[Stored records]
━━━

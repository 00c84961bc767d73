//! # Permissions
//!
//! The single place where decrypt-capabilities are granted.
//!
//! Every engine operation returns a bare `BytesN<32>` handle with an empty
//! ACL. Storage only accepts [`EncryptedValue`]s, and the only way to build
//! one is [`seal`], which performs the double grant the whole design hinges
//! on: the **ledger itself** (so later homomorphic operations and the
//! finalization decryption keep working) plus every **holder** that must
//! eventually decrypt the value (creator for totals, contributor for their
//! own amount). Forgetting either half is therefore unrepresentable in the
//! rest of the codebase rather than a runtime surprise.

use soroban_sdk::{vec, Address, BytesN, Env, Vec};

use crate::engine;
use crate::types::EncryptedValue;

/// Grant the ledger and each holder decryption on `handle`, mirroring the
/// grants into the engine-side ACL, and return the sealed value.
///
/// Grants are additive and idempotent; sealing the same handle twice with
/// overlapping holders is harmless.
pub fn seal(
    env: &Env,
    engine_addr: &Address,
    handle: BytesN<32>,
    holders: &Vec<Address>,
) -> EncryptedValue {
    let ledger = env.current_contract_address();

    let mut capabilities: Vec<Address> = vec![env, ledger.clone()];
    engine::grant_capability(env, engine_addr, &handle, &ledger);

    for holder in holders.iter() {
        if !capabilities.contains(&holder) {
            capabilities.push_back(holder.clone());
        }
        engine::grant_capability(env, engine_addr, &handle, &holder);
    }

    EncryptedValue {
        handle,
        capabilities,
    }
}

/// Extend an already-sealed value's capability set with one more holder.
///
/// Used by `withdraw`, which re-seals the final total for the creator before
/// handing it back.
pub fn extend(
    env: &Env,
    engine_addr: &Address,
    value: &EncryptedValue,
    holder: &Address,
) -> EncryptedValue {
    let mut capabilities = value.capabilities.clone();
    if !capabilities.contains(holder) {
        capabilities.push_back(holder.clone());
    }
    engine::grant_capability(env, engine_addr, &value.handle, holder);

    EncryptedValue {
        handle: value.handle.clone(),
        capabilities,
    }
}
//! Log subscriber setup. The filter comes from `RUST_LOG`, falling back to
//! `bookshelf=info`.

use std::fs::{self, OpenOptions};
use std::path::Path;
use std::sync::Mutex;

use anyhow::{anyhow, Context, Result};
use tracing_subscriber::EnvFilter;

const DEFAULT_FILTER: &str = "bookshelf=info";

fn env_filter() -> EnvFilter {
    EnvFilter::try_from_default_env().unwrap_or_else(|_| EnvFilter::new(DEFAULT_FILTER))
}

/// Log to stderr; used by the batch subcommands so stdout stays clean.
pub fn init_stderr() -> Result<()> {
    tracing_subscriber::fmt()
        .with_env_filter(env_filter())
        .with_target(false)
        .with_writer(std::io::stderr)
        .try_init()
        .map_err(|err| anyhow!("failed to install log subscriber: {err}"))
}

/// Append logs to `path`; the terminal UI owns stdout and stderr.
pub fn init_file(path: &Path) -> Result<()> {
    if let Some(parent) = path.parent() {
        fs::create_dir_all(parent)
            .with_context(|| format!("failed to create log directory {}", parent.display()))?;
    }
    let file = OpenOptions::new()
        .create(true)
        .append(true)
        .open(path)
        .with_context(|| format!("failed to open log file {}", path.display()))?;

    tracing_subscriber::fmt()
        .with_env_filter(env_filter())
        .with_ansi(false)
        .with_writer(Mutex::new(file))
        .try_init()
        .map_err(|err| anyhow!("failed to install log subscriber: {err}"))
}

━━━

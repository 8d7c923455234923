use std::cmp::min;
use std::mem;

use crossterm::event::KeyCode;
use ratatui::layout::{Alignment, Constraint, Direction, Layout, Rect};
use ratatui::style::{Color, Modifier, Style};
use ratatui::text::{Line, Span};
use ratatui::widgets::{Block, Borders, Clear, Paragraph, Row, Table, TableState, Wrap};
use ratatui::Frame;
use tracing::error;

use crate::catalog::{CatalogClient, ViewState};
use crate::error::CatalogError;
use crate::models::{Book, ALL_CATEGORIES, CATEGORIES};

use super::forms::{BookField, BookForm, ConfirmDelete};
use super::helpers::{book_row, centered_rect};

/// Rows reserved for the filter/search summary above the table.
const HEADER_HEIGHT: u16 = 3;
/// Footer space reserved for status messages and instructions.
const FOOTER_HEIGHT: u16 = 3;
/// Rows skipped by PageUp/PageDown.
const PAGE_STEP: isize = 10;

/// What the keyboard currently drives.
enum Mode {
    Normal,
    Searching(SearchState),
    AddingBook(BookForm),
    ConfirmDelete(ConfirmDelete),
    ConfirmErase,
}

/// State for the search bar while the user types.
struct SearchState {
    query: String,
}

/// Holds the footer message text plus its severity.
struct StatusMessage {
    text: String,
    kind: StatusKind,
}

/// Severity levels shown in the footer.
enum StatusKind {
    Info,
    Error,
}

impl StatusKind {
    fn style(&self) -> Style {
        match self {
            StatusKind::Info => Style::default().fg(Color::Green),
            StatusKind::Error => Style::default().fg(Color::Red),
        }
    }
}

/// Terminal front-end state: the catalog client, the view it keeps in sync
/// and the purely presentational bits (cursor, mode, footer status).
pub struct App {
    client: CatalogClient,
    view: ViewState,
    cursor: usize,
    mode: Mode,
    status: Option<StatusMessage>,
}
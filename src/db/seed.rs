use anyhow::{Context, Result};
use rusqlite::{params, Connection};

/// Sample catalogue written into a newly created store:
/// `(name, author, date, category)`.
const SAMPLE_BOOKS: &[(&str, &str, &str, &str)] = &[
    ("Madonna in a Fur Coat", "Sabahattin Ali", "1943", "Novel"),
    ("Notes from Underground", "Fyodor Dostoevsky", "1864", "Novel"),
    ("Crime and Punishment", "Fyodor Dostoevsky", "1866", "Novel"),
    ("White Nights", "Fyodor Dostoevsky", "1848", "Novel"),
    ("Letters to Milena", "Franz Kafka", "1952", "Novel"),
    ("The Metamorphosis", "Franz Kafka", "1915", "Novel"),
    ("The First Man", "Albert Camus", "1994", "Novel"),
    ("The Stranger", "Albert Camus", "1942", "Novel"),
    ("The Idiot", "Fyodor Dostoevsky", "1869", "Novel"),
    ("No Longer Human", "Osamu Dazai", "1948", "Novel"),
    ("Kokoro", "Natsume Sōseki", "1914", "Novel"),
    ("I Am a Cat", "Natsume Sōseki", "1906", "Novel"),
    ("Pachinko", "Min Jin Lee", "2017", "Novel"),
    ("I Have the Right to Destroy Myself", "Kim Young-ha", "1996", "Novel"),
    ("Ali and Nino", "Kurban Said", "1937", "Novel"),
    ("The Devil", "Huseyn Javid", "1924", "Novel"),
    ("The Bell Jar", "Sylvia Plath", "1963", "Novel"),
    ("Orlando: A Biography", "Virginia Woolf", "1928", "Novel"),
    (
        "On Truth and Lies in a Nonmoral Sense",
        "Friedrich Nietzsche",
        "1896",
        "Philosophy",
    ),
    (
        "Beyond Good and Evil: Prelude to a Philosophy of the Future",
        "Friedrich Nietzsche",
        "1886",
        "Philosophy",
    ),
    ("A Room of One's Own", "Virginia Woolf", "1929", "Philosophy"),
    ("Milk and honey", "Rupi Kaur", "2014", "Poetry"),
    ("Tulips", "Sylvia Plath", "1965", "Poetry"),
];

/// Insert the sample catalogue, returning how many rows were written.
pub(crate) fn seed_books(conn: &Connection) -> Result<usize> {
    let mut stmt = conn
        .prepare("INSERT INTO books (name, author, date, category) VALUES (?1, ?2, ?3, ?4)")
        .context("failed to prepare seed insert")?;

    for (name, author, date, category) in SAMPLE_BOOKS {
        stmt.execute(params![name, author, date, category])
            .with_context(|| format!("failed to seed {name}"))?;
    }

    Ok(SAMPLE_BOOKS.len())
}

━━━

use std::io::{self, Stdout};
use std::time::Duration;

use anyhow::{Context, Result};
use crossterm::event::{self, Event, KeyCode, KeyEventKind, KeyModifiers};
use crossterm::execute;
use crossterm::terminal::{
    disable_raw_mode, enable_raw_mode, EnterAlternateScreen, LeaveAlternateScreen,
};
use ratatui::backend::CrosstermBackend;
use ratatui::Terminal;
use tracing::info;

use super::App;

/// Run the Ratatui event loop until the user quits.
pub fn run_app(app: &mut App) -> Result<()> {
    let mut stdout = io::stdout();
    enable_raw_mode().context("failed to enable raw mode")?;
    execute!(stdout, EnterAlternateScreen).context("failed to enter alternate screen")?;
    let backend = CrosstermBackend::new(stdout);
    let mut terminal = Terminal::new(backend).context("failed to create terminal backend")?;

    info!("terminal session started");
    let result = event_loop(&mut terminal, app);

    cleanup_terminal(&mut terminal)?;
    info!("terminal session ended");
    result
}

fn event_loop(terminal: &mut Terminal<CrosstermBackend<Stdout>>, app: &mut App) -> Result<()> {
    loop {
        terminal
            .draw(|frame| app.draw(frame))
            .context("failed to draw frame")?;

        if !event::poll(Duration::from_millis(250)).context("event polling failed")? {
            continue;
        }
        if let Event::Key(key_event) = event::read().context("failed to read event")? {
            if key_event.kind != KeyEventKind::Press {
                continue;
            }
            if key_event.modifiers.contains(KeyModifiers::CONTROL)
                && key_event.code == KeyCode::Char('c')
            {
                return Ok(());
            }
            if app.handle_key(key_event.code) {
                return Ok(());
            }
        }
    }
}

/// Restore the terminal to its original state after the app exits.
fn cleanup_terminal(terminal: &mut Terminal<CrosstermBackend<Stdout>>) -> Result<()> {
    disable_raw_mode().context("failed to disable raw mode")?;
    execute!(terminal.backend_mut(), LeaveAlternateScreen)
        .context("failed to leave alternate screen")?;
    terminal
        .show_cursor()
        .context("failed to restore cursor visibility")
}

━━━

What to do = Once you have identified the lines above that contain "user", copy each of them.

Solution =
/// State for the search bar while the user types.
/// Run the Ratatui event loop until the user quits.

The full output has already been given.